=== What to produce ===
Retype the data below without altering anything.
##########
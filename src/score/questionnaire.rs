use serde::Serialize;

use super::catalog::step_ids;

/// Answer to a step that accepts either one option or a set of options.
#[derive(Debug, Clone, PartialEq, Eq, Serialize)]
#[serde(untagged)]
pub enum Selection {
    Single(String),
    Multiple(Vec<String>),
}

impl Selection {
    pub fn names(&self) -> Vec<&str> {
        match self {
            Selection::Single(name) => vec![name.as_str()],
            Selection::Multiple(names) => names.iter().map(String::as_str).collect(),
        }
    }
}

/// Where a questionnaire field lives in the raw input and which step scores it.
#[derive(Debug, Clone, Copy, PartialEq, Eq)]
pub struct FieldSpec {
    pub section: &'static str,
    pub key: &'static str,
    pub step_id: &'static str,
    pub accepts_list: bool,
}

impl FieldSpec {
    const fn single(section: &'static str, key: &'static str, step_id: &'static str) -> Self {
        Self {
            section,
            key,
            step_id,
            accepts_list: false,
        }
    }

    const fn list(section: &'static str, key: &'static str, step_id: &'static str) -> Self {
        Self {
            section,
            key,
            step_id,
            accepts_list: true,
        }
    }

    /// Dotted path used in validation reports, e.g. `step_1.a_allele_or_haplotype`.
    pub fn path(&self) -> String {
        format!("{}.{}", self.section, self.key)
    }
}

pub const ALLELE_OR_HAPLOTYPE: FieldSpec =
    FieldSpec::single("step_1", "a_allele_or_haplotype", step_ids::ALLELE_OR_HAPLOTYPE);
pub const ALLELE_RESOLUTION: FieldSpec =
    FieldSpec::single("step_1", "b_allele_resolution", step_ids::ALLELE_RESOLUTION);
pub const ZYGOSITY: FieldSpec = FieldSpec::single("step_1", "c_zygosity", step_ids::ZYGOSITY);
pub const PHASE: FieldSpec = FieldSpec::single("step_1", "d_phase", step_ids::PHASE);
pub const TYPING_METHOD: FieldSpec =
    FieldSpec::single("step_2", "typing_method", step_ids::TYPING_METHOD);
pub const P_VALUE: FieldSpec =
    FieldSpec::single("step_3", "a_statistics_p_value", step_ids::P_VALUE);
pub const MULTIPLE_TESTING_CORRECTION: FieldSpec = FieldSpec::list(
    "step_3",
    "b_multiple_testing_correction",
    step_ids::MULTIPLE_TESTING_CORRECTION,
);
pub const EFFECT_SIZE: FieldSpec =
    FieldSpec::list("step_3", "c_statistics_effect_size", step_ids::EFFECT_SIZE);
pub const COHORT_SIZE: FieldSpec = FieldSpec::single("step_4", "cohort_size", step_ids::COHORT_SIZE);
pub const ADDITIONAL_PHENOTYPES: FieldSpec = FieldSpec::single(
    "step_5",
    "additional_phenotypes",
    step_ids::ADDITIONAL_PHENOTYPES,
);
pub const WEIGHING_ASSOCIATION: FieldSpec = FieldSpec::single(
    "step_6",
    "a_weighing_association",
    step_ids::WEIGHING_ASSOCIATION,
);
pub const LOW_FIELD_RESOLUTION: FieldSpec = FieldSpec::single(
    "step_6",
    "b_low_field_resolution",
    step_ids::LOW_FIELD_RESOLUTION,
);

/// Every questionnaire field in scoring order.
pub const QUESTIONNAIRE_FIELDS: [FieldSpec; 12] = [
    ALLELE_OR_HAPLOTYPE,
    ALLELE_RESOLUTION,
    ZYGOSITY,
    PHASE,
    TYPING_METHOD,
    P_VALUE,
    MULTIPLE_TESTING_CORRECTION,
    EFFECT_SIZE,
    COHORT_SIZE,
    ADDITIONAL_PHENOTYPES,
    WEIGHING_ASSOCIATION,
    LOW_FIELD_RESOLUTION,
];

/// Step 1: what was typed and how precisely.
#[derive(Debug, Clone, PartialEq, Eq, Serialize)]
pub struct Characterization {
    #[serde(rename = "a_allele_or_haplotype")]
    pub(crate) allele_or_haplotype: String,
    #[serde(rename = "b_allele_resolution")]
    pub(crate) allele_resolution: String,
    #[serde(rename = "c_zygosity")]
    pub(crate) zygosity: String,
    #[serde(rename = "d_phase")]
    pub(crate) phase: String,
}

impl Characterization {
    pub fn allele_or_haplotype(&self) -> &str {
        &self.allele_or_haplotype
    }

    pub fn allele_resolution(&self) -> &str {
        &self.allele_resolution
    }

    pub fn zygosity(&self) -> &str {
        &self.zygosity
    }

    pub fn phase(&self) -> &str {
        &self.phase
    }
}

/// Step 2.
#[derive(Debug, Clone, PartialEq, Eq, Serialize)]
pub struct TypingMethod {
    pub(crate) typing_method: String,
}

impl TypingMethod {
    pub fn typing_method(&self) -> &str {
        &self.typing_method
    }
}

/// Step 3: significance, correction and effect size.
#[derive(Debug, Clone, PartialEq, Eq, Serialize)]
pub struct StatisticalSupport {
    #[serde(rename = "a_statistics_p_value")]
    pub(crate) p_value: String,
    #[serde(rename = "b_multiple_testing_correction")]
    pub(crate) multiple_testing_correction: Selection,
    #[serde(rename = "c_statistics_effect_size")]
    pub(crate) effect_size: Selection,
}

impl StatisticalSupport {
    pub fn p_value(&self) -> &str {
        &self.p_value
    }

    pub fn multiple_testing_correction(&self) -> &Selection {
        &self.multiple_testing_correction
    }

    pub fn effect_size(&self) -> &Selection {
        &self.effect_size
    }
}

/// Step 4.
#[derive(Debug, Clone, PartialEq, Eq, Serialize)]
pub struct CohortSize {
    pub(crate) cohort_size: String,
}

impl CohortSize {
    pub fn cohort_size(&self) -> &str {
        &self.cohort_size
    }
}

/// Step 5.
#[derive(Debug, Clone, PartialEq, Eq, Serialize)]
pub struct PhenotypeSpecificity {
    pub(crate) additional_phenotypes: String,
}

impl PhenotypeSpecificity {
    pub fn additional_phenotypes(&self) -> &str {
        &self.additional_phenotypes
    }
}

/// Step 6: multiplicative weighting factors.
#[derive(Debug, Clone, PartialEq, Eq, Serialize)]
pub struct Weighting {
    #[serde(rename = "a_weighing_association")]
    pub(crate) weighing_association: String,
    #[serde(rename = "b_low_field_resolution")]
    pub(crate) low_field_resolution: String,
}

impl Weighting {
    pub fn weighing_association(&self) -> &str {
        &self.weighing_association
    }

    pub fn low_field_resolution(&self) -> &str {
        &self.low_field_resolution
    }
}

/// A curator's answers after validation against the rule catalog.
///
/// Only [`QuestionnaireValidator`](super::QuestionnaireValidator) builds these,
/// so every value is a canonical option name for its step.
#[derive(Debug, Clone, PartialEq, Eq, Serialize)]
pub struct Questionnaire {
    pub(crate) step_1: Characterization,
    pub(crate) step_2: TypingMethod,
    pub(crate) step_3: StatisticalSupport,
    pub(crate) step_4: CohortSize,
    pub(crate) step_5: PhenotypeSpecificity,
    pub(crate) step_6: Weighting,
}

impl Questionnaire {
    pub fn characterization(&self) -> &Characterization {
        &self.step_1
    }

    pub fn typing(&self) -> &TypingMethod {
        &self.step_2
    }

    pub fn statistics(&self) -> &StatisticalSupport {
        &self.step_3
    }

    pub fn cohort(&self) -> &CohortSize {
        &self.step_4
    }

    pub fn phenotype(&self) -> &PhenotypeSpecificity {
        &self.step_5
    }

    pub fn weighting(&self) -> &Weighting {
        &self.step_6
    }
}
##########
=== Expected answer ===
filename src/score/questionnaire.rs
use serde::Serialize;

use super::catalog::step_ids;

/// Answer to a step that accepts either one option or a set of options.
#[derive(Debug, Clone, PartialEq, Eq, Serialize)]
#[serde(untagged)]
pub enum Selection {
    Single(String),
    Multiple(Vec<String>),
}

impl Selection {
    pub fn names(&self) -> Vec<&str> {
        match self {
            Selection::Single(name) => vec![name.as_str()],
            Selection::Multiple(names) => names.iter().map(String::as_str).collect(),
        }
    }
}

/// Where a questionnaire field lives in the raw input and which step scores it.
#[derive(Debug, Clone, Copy, PartialEq, Eq)]
pub struct FieldSpec {
    pub section: &'static str,
    pub key: &'static str,
    pub step_id: &'static str,
    pub accepts_list: bool,
}

impl FieldSpec {
    const fn single(section: &'static str, key: &'static str, step_id: &'static str) -> Self {
        Self {
            section,
            key,
            step_id,
            accepts_list: false,
        }
    }

    const fn list(section: &'static str, key: &'static str, step_id: &'static str) -> Self {
        Self {
            section,
            key,
            step_id,
            accepts_list: true,
        }
    }

    /// Dotted path used in validation reports, e.g. `step_1.a_allele_or_haplotype`.
    pub fn path(&self) -> String {
        format!("{}.{}", self.section, self.key)
    }
}

pub const ALLELE_OR_HAPLOTYPE: FieldSpec =
    FieldSpec::single("step_1", "a_allele_or_haplotype", step_ids::ALLELE_OR_HAPLOTYPE);
pub const ALLELE_RESOLUTION: FieldSpec =
    FieldSpec::single("step_1", "b_allele_resolution", step_ids::ALLELE_RESOLUTION);
pub const ZYGOSITY: FieldSpec = FieldSpec::single("step_1", "c_zygosity", step_ids::ZYGOSITY);
pub const PHASE: FieldSpec = FieldSpec::single("step_1", "d_phase", step_ids::PHASE);
pub const TYPING_METHOD: FieldSpec =
    FieldSpec::single("step_2", "typing_method", step_ids::TYPING_METHOD);
pub const P_VALUE: FieldSpec =
    FieldSpec::single("step_3", "a_statistics_p_value", step_ids::P_VALUE);
pub const MULTIPLE_TESTING_CORRECTION: FieldSpec = FieldSpec::list(
    "step_3",
    "b_multiple_testing_correction",
    step_ids::MULTIPLE_TESTING_CORRECTION,
);
pub const EFFECT_SIZE: FieldSpec =
    FieldSpec::list("step_3", "c_statistics_effect_size", step_ids::EFFECT_SIZE);
pub const COHORT_SIZE: FieldSpec = FieldSpec::single("step_4", "cohort_size", step_ids::COHORT_SIZE);
pub const ADDITIONAL_PHENOTYPES: FieldSpec = FieldSpec::single(
    "step_5",
    "additional_phenotypes",
    step_ids::ADDITIONAL_PHENOTYPES,
);
pub const WEIGHING_ASSOCIATION: FieldSpec = FieldSpec::single(
    "step_6",
    "a_weighing_association",
    step_ids::WEIGHING_ASSOCIATION,
);
pub const LOW_FIELD_RESOLUTION: FieldSpec = FieldSpec::single(
    "step_6",
    "b_low_field_resolution",
    step_ids::LOW_FIELD_RESOLUTION,
);

/// Every questionnaire field in scoring order.
pub const QUESTIONNAIRE_FIELDS: [FieldSpec; 12] = [
    ALLELE_OR_HAPLOTYPE,
    ALLELE_RESOLUTION,
    ZYGOSITY,
    PHASE,
    TYPING_METHOD,
    P_VALUE,
    MULTIPLE_TESTING_CORRECTION,
    EFFECT_SIZE,
    COHORT_SIZE,
    ADDITIONAL_PHENOTYPES,
    WEIGHING_ASSOCIATION,
    LOW_FIELD_RESOLUTION,
];

/// Step 1: what was typed and how precisely.
#[derive(Debug, Clone, PartialEq, Eq, Serialize)]
pub struct Characterization {
    #[serde(rename = "a_allele_or_haplotype")]
    pub(crate) allele_or_haplotype: String,
    #[serde(rename = "b_allele_resolution")]
    pub(crate) allele_resolution: String,
    #[serde(rename = "c_zygosity")]
    pub(crate) zygosity: String,
    #[serde(rename = "d_phase")]
    pub(crate) phase: String,
}

impl Characterization {
    pub fn allele_or_haplotype(&self) -> &str {
        &self.allele_or_haplotype
    }

    pub fn allele_resolution(&self) -> &str {
        &self.allele_resolution
    }

    pub fn zygosity(&self) -> &str {
        &self.zygosity
    }

    pub fn phase(&self) -> &str {
        &self.phase
    }
}

/// Step 2.
#[derive(Debug, Clone, PartialEq, Eq, Serialize)]
pub struct TypingMethod {
    pub(crate) typing_method: String,
}

impl TypingMethod {
    pub fn typing_method(&self) -> &str {
        &self.typing_method
    }
}

/// Step 3: significance, correction and effect size.
#[derive(Debug, Clone, PartialEq, Eq, Serialize)]
pub struct StatisticalSupport {
    #[serde(rename = "a_statistics_p_value")]
    pub(crate) p_value: String,
    #[serde(rename = "b_multiple_testing_correction")]
    pub(crate) multiple_testing_correction: Selection,
    #[serde(rename = "c_statistics_effect_size")]
    pub(crate) effect_size: Selection,
}

impl StatisticalSupport {
    pub fn p_value(&self) -> &str {
        &self.p_value
    }

    pub fn multiple_testing_correction(&self) -> &Selection {
        &self.multiple_testing_correction
    }

    pub fn effect_size(&self) -> &Selection {
        &self.effect_size
    }
}

/// Step 4.
#[derive(Debug, Clone, PartialEq, Eq, Serialize)]
pub struct CohortSize {
    pub(crate) cohort_size: String,
}

impl CohortSize {
    pub fn cohort_size(&self) -> &str {
        &self.cohort_size
    }
}

/// Step 5.
#[derive(Debug, Clone, PartialEq, Eq, Serialize)]
pub struct PhenotypeSpecificity {
    pub(crate) additional_phenotypes: String,
}

impl PhenotypeSpecificity {
    pub fn additional_phenotypes(&self) -> &str {
        &self.additional_phenotypes
    }
}

/// Step 6: multiplicative weighting factors.
#[derive(Debug, Clone, PartialEq, Eq, Serialize)]
pub struct Weighting {
    #[serde(rename = "a_weighing_association")]
    pub(crate) weighing_association: String,
    #[serde(rename = "b_low_field_resolution")]
    pub(crate) low_field_resolution: String,
}

impl Weighting {
    pub fn weighing_association(&self) -> &str {
        &self.weighing_association
    }

    pub fn low_field_resolution(&self) -> &str {
        &self.low_field_resolution
    }
}

/// A curator's answers after validation against the rule catalog.
///
/// Only [`QuestionnaireValidator`](super::QuestionnaireValidator) builds these,
/// so every value is a canonical option name for its step.
#[derive(Debug, Clone, PartialEq, Eq, Serialize)]
pub struct Questionnaire {
    pub(crate) step_1: Characterization,
    pub(crate) step_2: TypingMethod,
    pub(crate) step_3: StatisticalSupport,
    pub(crate) step_4: CohortSize,
    pub(crate) step_5: PhenotypeSpecificity,
    pub(crate) step_6: Weighting,
}

impl Questionnaire {
    pub fn characterization(&self) -> &Characterization {
        &self.step_1
    }

    pub fn typing(&self) -> &TypingMethod {
        &self.step_2
    }

    pub fn statistics(&self) -> &StatisticalSupport {
        &self.step_3
    }

    pub fn cohort(&self) -> &CohortSize {
        &self.step_4
    }

    pub fn phenotype(&self) -> &PhenotypeSpecificity {
        &self.step_5
    }

    pub fn weighting(&self) -> &Weighting {
        &self.step_6
    }
}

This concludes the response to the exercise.